── Input material

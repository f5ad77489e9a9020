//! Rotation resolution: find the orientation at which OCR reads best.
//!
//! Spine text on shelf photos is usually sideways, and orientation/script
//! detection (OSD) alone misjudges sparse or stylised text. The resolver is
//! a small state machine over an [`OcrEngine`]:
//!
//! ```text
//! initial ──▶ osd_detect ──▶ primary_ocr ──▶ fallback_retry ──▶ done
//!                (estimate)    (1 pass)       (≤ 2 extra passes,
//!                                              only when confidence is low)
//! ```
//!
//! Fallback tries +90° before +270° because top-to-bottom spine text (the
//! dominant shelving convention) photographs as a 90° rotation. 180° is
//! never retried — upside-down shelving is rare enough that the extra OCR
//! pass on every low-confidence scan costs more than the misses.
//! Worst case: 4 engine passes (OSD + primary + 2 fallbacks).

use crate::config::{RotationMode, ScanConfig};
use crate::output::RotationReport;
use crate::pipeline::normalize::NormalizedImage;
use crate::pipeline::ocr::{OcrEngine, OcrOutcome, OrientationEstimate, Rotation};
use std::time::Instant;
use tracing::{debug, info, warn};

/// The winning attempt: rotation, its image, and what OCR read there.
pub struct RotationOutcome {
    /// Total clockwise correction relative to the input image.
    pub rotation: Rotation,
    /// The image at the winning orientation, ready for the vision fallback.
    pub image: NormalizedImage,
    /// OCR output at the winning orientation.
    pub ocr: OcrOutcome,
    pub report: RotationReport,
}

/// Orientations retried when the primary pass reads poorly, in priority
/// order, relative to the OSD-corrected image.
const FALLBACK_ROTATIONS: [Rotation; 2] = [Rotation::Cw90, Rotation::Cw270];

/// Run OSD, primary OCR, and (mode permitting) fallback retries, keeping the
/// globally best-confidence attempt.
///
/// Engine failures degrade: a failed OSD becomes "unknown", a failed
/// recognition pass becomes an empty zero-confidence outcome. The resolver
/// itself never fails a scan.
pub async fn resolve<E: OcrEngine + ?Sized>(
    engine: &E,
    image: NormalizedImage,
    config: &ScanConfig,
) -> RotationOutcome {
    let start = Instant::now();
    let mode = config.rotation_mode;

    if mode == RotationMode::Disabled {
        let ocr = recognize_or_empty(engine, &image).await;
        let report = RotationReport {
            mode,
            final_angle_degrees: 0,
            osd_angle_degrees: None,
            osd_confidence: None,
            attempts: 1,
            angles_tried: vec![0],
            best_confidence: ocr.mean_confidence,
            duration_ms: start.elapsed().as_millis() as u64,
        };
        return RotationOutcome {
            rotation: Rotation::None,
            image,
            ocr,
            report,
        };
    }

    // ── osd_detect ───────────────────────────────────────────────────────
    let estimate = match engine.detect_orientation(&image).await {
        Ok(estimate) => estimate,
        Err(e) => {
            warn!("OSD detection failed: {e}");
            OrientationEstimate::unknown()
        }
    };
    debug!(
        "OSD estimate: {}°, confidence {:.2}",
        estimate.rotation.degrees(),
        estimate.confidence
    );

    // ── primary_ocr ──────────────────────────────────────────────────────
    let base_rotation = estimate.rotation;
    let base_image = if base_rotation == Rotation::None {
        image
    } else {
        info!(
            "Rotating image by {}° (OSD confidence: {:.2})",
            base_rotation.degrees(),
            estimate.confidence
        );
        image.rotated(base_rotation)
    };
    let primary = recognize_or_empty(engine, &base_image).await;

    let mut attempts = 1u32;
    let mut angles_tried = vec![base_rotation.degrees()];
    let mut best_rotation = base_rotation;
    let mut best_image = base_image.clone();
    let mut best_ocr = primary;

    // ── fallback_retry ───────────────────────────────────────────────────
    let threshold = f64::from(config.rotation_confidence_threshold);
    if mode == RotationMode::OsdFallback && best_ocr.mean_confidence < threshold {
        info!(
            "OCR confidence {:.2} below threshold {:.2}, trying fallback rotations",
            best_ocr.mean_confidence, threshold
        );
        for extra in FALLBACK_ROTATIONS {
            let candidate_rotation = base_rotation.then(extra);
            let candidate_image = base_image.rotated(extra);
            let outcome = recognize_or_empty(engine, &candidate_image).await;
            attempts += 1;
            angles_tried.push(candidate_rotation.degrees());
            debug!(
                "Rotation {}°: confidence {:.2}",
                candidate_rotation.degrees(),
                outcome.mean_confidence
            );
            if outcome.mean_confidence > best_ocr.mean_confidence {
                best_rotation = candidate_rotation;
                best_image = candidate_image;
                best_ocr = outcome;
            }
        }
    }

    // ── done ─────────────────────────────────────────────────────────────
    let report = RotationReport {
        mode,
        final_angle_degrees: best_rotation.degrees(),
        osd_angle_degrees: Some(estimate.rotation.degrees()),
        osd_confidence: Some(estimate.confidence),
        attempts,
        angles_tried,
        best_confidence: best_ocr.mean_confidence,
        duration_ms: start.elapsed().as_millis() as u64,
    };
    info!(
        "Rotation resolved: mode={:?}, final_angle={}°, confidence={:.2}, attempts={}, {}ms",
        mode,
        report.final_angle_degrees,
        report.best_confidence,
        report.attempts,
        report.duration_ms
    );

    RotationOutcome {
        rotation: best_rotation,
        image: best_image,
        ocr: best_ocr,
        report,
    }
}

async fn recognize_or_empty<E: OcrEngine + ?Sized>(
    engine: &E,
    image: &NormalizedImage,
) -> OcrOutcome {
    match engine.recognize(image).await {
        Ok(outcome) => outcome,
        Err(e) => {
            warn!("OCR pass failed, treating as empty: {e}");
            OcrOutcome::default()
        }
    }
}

────

◆ **Task description**: Answer with one number: how many lines of the entries above include the word "reads".

◆ **Reply**: 2